Уткнувшись носом в песок, у берега стояла лодка. Обычное алюминиевое корыто с подвесным мотором «Чайка». Видимо, забарахлило зажигание. Мотор не заводился. Какой-то парень остервенело дергал шнур стартера, выставив втиснутый в шорты тяжеловатый зад.
— Джульетта, а вот и мы! — крикнула Бирута. — Привела еще одного пассажира.
Вслед за первым сюрпризом последовал и второй: хрипловатый альт был знаком. Джульетта оказалась Цауне.
— Очень мило.
Румяные щеки Цауне презрительно дернулись. Оттопырив толстую нижнюю губу, она сдула с нахмуренного лба прядку волос. Волосы у нее были короткие, топорщились, как грива жеребенка.
— Дайте я попробую завести, — предложил он.
— Спасибо, обойдемся.
— И сколько человек ваш корабль вмещает?
— Для массовых экскурсий не пригоден.
— А для чего же? Для рыбалки?
— Спасания утопающих.
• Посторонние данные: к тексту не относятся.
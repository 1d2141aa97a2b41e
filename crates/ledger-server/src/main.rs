//! Ledger Server
//!
//! HTTP front end for the ledger engine: accepts an uploaded CSV trade ledger
//! and returns its PnL summary, chart series and normalized rows as JSON.

mod api;
mod config;
mod error;

use std::net::SocketAddr;
use std::sync::Arc;

use axum::extract::DefaultBodyLimit;
use axum::Router;
use tower_http::cors::{Any, CorsLayer};
use tower_http::trace::TraceLayer;
use tracing_subscriber::{layer::SubscriberExt, util::SubscriberInitExt};

use crate::config::AppConfig;

#[derive(Clone)]
pub struct AppState {
    pub config: Arc<AppConfig>,
}

#[tokio::main]
async fn main() -> anyhow::Result<()> {
    tracing_subscriber::registry()
        .with(
            tracing_subscriber::EnvFilter::try_from_default_env()
                .unwrap_or_else(|_| "ledger_server=info,ledger_core=info,tower_http=debug".into()),
        )
        .with(
            tracing_subscriber::fmt::layer()
                .with_target(true)
                .with_level(true)
                .with_thread_ids(false)
                .with_file(false)
                .with_line_number(false),
        )
        .init();

    // Load configuration
    let config = AppConfig::load().map_err(|e| anyhow::anyhow!("Failed to load config: {}", e))?;

    config
        .analysis
        .ingest_options()
        .map_err(|e| anyhow::anyhow!("Invalid analysis config: {}", e))?;

    if config.analysis.histogram_bins > config.analysis.max_histogram_bins {
        anyhow::bail!(
            "Invalid analysis config: histogram_bins {} exceeds max_histogram_bins {}",
            config.analysis.histogram_bins,
            config.analysis.max_histogram_bins
        );
    }

    tracing::info!(
        host = %config.server.host,
        port = %config.server.port,
        max_upload_bytes = config.server.max_upload_bytes,
        fee_mode = %config.analysis.fee_mode,
        fee_percent = config.analysis.fee_percent,
        histogram_bins = config.analysis.histogram_bins,
        "Starting Ledger Server"
    );

    let state = AppState {
        config: Arc::new(config.clone()),
    };

    let app = Router::new()
        .merge(api::create_router())
        .layer(DefaultBodyLimit::max(config.server.max_upload_bytes))
        .layer(
            CorsLayer::new()
                .allow_origin(Any)
                .allow_methods(Any)
                .allow_headers(Any),
        )
        .layer(TraceLayer::new_for_http())
        .with_state(state);

    let addr: SocketAddr = config.server_addr().parse()?;
    let listener = tokio::net::TcpListener::bind(addr).await?;

    tracing::info!("Listening on {}", addr);

    axum::serve(listener, app).await?;

    Ok(())
}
На общественных началах.
Цауне с ним держалась так, будто он украл цветы с могилы ее бабушки. И на долю Бируты достались столь же уничижительные взгляды. Стиль у нее, что ли, такой? Сразу не разберешься.
Должно быть, Бирута ожидала иного приема, она опять пришла в замешательство.
— Вот видишь, поэт наш все-таки остался в Рандаве... Случайно встретились по дороге. Я пригласила его прокатиться. Ему будет интересно осмотреть Грибные кручи...
Она всю вину брала на себя. Играла в великодушие И откуда эта внезапная доброта?
— Мы едем не кататься, а учить химию.
Это предназначалось только Бируте.
— Мы будем учить, а поэт — любоваться природой.
— Благодарю вас, милые дамы. Я понимаю: учеба прежде всего. Разрешите откланяться.
Мысль о том, что сейчас он сможет уйти, искренне его обрадовала.
Цауне улыбнулась победной улыбкой. Бирута, эта простушка, ее улыбку истолковала иначе.
— Да вы нам не помешаете, что за глупости. Грибная круча — красивейшее место на Гауе. И там отличное купанье, вода, как стеклышко, прозрачная, и дно песчаное. А рядом омут, Джульетта ныряет метров на десять. Ну скажи, Джульетта, разве я не права?
— Я молчу...
— Она просто стесняется. Место дивное. Я вам открою секрет, прошлым летом Джульетта из того омута вытащила чемпиона по плаванию нашего комбината.
— И вам кажется, она при случае и меня могла бы вытащить?
— Запросто, — рассмеялась Бирута. — Для нее это пара пустяков...
Джульетта изменилась в лице.
— Бирута, знай меру!
— А что, разве я неправа?
— Ну, и как поживает чемпион?
— В армию забрили. Пишет, хорошо. Полезайте в лодку, чего тут раздумывать.
— А вы, Джульетта, как думаете?
— Мне абсолютно все равно. Если для Бируты важно...
— Еще бы! Может, товарищ поэт о нашей Грибной круче поэму сочинит.